Work to be completed>
Among the entries below, find the lines with the word "chars" and copy them.

Supplied information>
__________

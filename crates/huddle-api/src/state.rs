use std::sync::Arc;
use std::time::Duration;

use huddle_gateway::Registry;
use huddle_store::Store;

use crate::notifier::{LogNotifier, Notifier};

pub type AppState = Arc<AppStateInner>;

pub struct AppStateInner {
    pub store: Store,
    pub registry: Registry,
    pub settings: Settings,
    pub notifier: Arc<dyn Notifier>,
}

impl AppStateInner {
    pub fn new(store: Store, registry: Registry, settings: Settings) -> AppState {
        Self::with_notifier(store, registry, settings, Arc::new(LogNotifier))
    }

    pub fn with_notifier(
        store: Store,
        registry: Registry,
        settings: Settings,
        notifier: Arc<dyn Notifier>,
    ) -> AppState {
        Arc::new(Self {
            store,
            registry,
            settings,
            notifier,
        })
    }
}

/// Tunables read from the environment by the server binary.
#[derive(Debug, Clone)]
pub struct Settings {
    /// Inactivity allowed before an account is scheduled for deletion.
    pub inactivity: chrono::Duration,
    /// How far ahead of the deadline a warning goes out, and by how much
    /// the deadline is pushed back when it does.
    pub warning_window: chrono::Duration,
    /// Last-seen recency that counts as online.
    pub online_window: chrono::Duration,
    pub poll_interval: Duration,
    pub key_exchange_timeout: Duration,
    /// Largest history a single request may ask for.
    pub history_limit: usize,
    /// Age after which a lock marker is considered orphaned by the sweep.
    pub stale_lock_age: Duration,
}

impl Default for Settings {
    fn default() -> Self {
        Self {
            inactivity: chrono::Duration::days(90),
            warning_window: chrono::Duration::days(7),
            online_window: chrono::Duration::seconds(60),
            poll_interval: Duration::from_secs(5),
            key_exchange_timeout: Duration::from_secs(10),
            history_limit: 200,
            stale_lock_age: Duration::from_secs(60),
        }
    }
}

__________

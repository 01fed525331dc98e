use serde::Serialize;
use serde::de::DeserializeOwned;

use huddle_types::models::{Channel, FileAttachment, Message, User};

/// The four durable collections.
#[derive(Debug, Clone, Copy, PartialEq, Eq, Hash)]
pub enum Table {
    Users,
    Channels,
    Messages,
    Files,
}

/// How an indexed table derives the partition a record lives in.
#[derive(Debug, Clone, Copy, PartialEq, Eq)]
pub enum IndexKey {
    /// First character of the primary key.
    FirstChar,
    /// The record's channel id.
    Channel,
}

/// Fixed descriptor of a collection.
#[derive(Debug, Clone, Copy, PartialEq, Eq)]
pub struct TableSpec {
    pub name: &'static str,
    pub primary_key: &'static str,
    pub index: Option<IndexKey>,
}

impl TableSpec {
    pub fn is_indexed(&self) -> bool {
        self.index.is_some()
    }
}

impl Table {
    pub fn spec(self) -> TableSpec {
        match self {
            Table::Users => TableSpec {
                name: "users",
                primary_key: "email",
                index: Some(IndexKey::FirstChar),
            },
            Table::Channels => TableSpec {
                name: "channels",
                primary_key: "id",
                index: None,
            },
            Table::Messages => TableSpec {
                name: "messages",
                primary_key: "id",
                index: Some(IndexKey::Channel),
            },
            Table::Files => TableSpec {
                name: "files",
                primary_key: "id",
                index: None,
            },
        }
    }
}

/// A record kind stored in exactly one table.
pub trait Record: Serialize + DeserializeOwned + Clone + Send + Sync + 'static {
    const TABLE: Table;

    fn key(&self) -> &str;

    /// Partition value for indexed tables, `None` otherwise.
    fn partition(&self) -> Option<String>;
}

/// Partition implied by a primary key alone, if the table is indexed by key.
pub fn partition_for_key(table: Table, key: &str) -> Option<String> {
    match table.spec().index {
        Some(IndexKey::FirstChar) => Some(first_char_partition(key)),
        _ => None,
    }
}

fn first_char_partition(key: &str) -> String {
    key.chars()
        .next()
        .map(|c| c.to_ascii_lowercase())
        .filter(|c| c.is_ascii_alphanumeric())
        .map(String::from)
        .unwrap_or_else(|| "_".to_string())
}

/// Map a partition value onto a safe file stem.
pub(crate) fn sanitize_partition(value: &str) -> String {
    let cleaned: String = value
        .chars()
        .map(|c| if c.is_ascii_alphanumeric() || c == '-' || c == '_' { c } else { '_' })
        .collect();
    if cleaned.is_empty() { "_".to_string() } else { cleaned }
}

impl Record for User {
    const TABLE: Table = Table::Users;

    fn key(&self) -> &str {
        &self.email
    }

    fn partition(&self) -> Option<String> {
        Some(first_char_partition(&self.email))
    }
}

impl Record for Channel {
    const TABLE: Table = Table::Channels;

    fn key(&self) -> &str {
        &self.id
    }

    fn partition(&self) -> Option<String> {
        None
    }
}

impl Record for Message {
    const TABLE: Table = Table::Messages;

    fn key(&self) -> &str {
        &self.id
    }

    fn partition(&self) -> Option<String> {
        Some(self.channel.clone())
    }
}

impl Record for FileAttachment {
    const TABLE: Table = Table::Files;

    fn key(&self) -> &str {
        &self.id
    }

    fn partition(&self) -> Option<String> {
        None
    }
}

__________

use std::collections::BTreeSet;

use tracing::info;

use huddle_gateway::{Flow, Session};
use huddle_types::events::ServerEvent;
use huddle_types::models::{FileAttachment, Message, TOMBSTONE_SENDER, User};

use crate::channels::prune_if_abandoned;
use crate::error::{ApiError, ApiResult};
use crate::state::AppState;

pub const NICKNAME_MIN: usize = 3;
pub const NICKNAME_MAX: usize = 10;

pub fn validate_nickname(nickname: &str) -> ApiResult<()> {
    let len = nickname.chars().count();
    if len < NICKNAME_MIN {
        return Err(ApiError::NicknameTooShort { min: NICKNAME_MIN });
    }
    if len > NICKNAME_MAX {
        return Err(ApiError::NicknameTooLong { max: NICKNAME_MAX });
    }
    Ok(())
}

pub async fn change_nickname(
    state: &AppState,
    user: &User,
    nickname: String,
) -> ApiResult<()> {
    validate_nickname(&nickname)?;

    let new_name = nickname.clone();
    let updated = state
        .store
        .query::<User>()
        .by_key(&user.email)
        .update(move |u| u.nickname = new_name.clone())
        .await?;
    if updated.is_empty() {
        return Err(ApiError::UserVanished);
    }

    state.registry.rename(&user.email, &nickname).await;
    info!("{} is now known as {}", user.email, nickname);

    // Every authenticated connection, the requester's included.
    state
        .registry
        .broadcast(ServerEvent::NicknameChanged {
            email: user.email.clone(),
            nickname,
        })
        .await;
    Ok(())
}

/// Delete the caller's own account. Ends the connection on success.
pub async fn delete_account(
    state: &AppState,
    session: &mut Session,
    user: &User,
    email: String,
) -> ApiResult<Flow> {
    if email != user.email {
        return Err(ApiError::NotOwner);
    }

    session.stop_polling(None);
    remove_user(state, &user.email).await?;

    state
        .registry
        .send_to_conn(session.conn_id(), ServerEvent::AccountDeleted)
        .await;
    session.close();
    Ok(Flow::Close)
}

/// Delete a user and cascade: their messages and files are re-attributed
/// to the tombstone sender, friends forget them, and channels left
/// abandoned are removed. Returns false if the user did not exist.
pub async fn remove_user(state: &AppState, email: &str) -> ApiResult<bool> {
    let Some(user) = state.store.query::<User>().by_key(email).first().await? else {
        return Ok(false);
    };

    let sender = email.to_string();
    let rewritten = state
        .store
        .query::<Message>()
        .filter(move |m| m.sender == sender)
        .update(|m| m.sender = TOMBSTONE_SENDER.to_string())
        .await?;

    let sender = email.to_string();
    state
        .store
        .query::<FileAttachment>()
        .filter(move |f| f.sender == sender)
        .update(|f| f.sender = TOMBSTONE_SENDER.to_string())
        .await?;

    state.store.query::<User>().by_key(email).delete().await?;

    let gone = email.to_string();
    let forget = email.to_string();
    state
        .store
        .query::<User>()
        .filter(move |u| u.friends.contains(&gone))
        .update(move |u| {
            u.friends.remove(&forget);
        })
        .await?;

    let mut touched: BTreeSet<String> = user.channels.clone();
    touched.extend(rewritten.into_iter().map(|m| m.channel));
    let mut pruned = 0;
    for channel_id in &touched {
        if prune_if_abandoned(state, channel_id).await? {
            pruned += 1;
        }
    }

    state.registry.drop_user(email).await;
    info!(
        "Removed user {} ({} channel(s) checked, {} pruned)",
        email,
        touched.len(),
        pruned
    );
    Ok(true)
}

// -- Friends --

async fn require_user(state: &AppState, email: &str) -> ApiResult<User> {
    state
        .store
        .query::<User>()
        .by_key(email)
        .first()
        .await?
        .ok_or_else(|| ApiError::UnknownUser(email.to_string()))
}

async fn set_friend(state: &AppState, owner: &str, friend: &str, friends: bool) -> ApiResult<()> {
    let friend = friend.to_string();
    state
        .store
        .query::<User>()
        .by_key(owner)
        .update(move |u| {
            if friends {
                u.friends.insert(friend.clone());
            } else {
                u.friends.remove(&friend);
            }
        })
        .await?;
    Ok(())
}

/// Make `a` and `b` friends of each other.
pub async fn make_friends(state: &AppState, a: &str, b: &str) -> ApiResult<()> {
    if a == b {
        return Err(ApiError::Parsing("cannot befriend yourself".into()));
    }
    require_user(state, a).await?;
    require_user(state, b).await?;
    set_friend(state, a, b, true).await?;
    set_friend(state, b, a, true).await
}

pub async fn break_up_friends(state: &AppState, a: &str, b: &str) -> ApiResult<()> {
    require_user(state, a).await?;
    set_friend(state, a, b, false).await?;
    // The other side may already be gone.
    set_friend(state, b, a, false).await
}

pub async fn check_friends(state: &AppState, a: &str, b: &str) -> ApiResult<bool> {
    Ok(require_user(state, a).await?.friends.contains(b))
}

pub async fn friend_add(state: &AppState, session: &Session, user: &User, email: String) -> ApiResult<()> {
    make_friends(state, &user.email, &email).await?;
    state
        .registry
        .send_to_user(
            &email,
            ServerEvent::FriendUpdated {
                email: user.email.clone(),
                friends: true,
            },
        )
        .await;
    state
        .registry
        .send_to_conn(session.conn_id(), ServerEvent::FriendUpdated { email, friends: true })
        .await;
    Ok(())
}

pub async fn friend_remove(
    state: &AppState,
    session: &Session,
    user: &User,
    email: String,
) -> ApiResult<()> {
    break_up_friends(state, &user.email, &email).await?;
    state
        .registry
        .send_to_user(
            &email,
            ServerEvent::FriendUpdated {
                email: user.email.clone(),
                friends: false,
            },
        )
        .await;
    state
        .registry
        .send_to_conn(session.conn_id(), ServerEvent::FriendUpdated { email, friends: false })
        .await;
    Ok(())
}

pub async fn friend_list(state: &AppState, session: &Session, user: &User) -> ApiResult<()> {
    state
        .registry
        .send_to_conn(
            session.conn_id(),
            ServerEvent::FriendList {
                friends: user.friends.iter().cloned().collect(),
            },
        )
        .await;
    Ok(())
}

__________

Response for this exercise>
    key.chars()
        .chars()
    let len = nickname.chars().count();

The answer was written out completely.